## PROBLEM TO SOLVE
Copy each of the records exactly; leave nothing out.

## DATA SHOWN
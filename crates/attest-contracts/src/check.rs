//! Per-check result types.
//!
//! Every check produces one of these records. They are stateless per run and
//! independent of each other; the report assembler folds them into a single
//! decision.

use std::fmt;

use serde::{Deserialize, Serialize};

/// Missing-value and type-consistency counts for a table.
#[derive(Debug, Clone, Copy, PartialEq, Eq, Default, Serialize, Deserialize)]
#[serde(rename_all = "camelCase")]
pub struct QualityReport {
    pub missing_values: u64,
    pub incorrect_types: u64,
}

/// The label the relevance classifier reports when the claim is not
/// supported by any column name.
pub const UNKNOWN_CATEGORY: &str = "Unknown";

/// Outcome of matching column names against the claimed category's vocabulary.
///
/// The classifier only ever confirms or refutes the claim; it never infers a
/// different category.
#[derive(Debug, Clone, PartialEq, Eq)]
pub enum Relevance {
    Confirmed(String),
    Unknown,
}

impl Relevance {
    /// The label written into the report.
    pub fn label(&self) -> &str {
        match self {
            Relevance::Confirmed(category) => category,
            Relevance::Unknown => UNKNOWN_CATEGORY,
        }
    }

    pub fn matches_claim(&self, claimed: &str) -> bool {
        self.label() == claimed
    }
}

impl fmt::Display for Relevance {
    fn fmt(&self, f: &mut fmt::Formatter<'_>) -> fmt::Result {
        f.write_str(self.label())
    }
}

/// Demographic balance of the designated column.
#[derive(Debug, Clone, Copy, PartialEq, Eq, Serialize, Deserialize)]
pub enum BiasVerdict {
    Balanced,
    Imbalanced,
}

impl fmt::Display for BiasVerdict {
    fn fmt(&self, f: &mut fmt::Formatter<'_>) -> fmt::Result {
        match self {
            BiasVerdict::Balanced => f.write_str("Balanced"),
            BiasVerdict::Imbalanced => f.write_str("Imbalanced"),
        }
    }
}

/// Which PII detector fired.
#[derive(Debug, Clone, Copy, PartialEq, Eq, Serialize, Deserialize)]
#[serde(rename_all = "kebab-case")]
pub enum PiiDetector {
    EmailPattern,
    NamedEntity,
}

/// Location of the first cell that triggered a PII detector.
#[derive(Debug, Clone, PartialEq, Eq, Serialize, Deserialize)]
pub struct PiiHit {
    pub column: String,
    pub row: usize,
    pub detector: PiiDetector,
}

/// Result of a PII scan.
#[derive(Debug, Clone, PartialEq, Eq, Default, Serialize, Deserialize)]
pub struct PiiScan {
    /// The first hit, if any. The scan stops there.
    pub first_hit: Option<PiiHit>,
    /// True when entity recognition was unavailable for part or all of the
    /// scan and only the email pattern was applied.
    pub degraded: bool,
}

impl PiiScan {
    pub fn detected(&self) -> bool {
        self.first_hit.is_some()
    }
}

/// The table-only checks: everything except authenticity, which needs the
/// seen-hash registry.
#[derive(Debug, Clone, PartialEq, Eq)]
pub struct TableFindings {
    pub quality: QualityReport,
    pub pii: PiiScan,
    pub relevance: Relevance,
    pub bias: BiasVerdict,
}

/// The full five-check result set handed to the report assembler.
#[derive(Debug, Clone, PartialEq, Eq)]
pub struct CheckResults {
    pub quality: QualityReport,
    pub pii_detected: bool,
    pub relevance: Relevance,
    pub is_authentic: bool,
    pub bias: BiasVerdict,
}

impl CheckResults {
    pub fn from_findings(findings: TableFindings, is_authentic: bool) -> Self {
        Self {
            quality: findings.quality,
            pii_detected: findings.pii.detected(),
            relevance: findings.relevance,
            is_authentic,
            bias: findings.bias,
        }
    }
}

## RESULT OF THIS EXERCISE
filename crates/attest-contracts/src/check.rs
//! Per-check result types.
//!
//! Every check produces one of these records. They are stateless per run and
//! independent of each other; the report assembler folds them into a single
//! decision.

use std::fmt;

use serde::{Deserialize, Serialize};

/// Missing-value and type-consistency counts for a table.
#[derive(Debug, Clone, Copy, PartialEq, Eq, Default, Serialize, Deserialize)]
#[serde(rename_all = "camelCase")]
pub struct QualityReport {
    pub missing_values: u64,
    pub incorrect_types: u64,
}

/// The label the relevance classifier reports when the claim is not
/// supported by any column name.
pub const UNKNOWN_CATEGORY: &str = "Unknown";

/// Outcome of matching column names against the claimed category's vocabulary.
///
/// The classifier only ever confirms or refutes the claim; it never infers a
/// different category.
#[derive(Debug, Clone, PartialEq, Eq)]
pub enum Relevance {
    Confirmed(String),
    Unknown,
}

impl Relevance {
    /// The label written into the report.
    pub fn label(&self) -> &str {
        match self {
            Relevance::Confirmed(category) => category,
            Relevance::Unknown => UNKNOWN_CATEGORY,
        }
    }

    pub fn matches_claim(&self, claimed: &str) -> bool {
        self.label() == claimed
    }
}

impl fmt::Display for Relevance {
    fn fmt(&self, f: &mut fmt::Formatter<'_>) -> fmt::Result {
        f.write_str(self.label())
    }
}

/// Demographic balance of the designated column.
#[derive(Debug, Clone, Copy, PartialEq, Eq, Serialize, Deserialize)]
pub enum BiasVerdict {
    Balanced,
    Imbalanced,
}

impl fmt::Display for BiasVerdict {
    fn fmt(&self, f: &mut fmt::Formatter<'_>) -> fmt::Result {
        match self {
            BiasVerdict::Balanced => f.write_str("Balanced"),
            BiasVerdict::Imbalanced => f.write_str("Imbalanced"),
        }
    }
}

/// Which PII detector fired.
#[derive(Debug, Clone, Copy, PartialEq, Eq, Serialize, Deserialize)]
#[serde(rename_all = "kebab-case")]
pub enum PiiDetector {
    EmailPattern,
    NamedEntity,
}

/// Location of the first cell that triggered a PII detector.
#[derive(Debug, Clone, PartialEq, Eq, Serialize, Deserialize)]
pub struct PiiHit {
    pub column: String,
    pub row: usize,
    pub detector: PiiDetector,
}

/// Result of a PII scan.
#[derive(Debug, Clone, PartialEq, Eq, Default, Serialize, Deserialize)]
pub struct PiiScan {
    /// The first hit, if any. The scan stops there.
    pub first_hit: Option<PiiHit>,
    /// True when entity recognition was unavailable for part or all of the
    /// scan and only the email pattern was applied.
    pub degraded: bool,
}

impl PiiScan {
    pub fn detected(&self) -> bool {
        self.first_hit.is_some()
    }
}

/// The table-only checks: everything except authenticity, which needs the
/// seen-hash registry.
#[derive(Debug, Clone, PartialEq, Eq)]
pub struct TableFindings {
    pub quality: QualityReport,
    pub pii: PiiScan,
    pub relevance: Relevance,
    pub bias: BiasVerdict,
}

/// The full five-check result set handed to the report assembler.
#[derive(Debug, Clone, PartialEq, Eq)]
pub struct CheckResults {
    pub quality: QualityReport,
    pub pii_detected: bool,
    pub relevance: Relevance,
    pub is_authentic: bool,
    pub bias: BiasVerdict,
}

impl CheckResults {
    pub fn from_findings(findings: TableFindings, is_authentic: bool) -> Self {
        Self {
            quality: findings.quality,
            pii_detected: findings.pii.detected(),
            relevance: findings.relevance,
            is_authentic,
            bias: findings.bias,
        }
    }
}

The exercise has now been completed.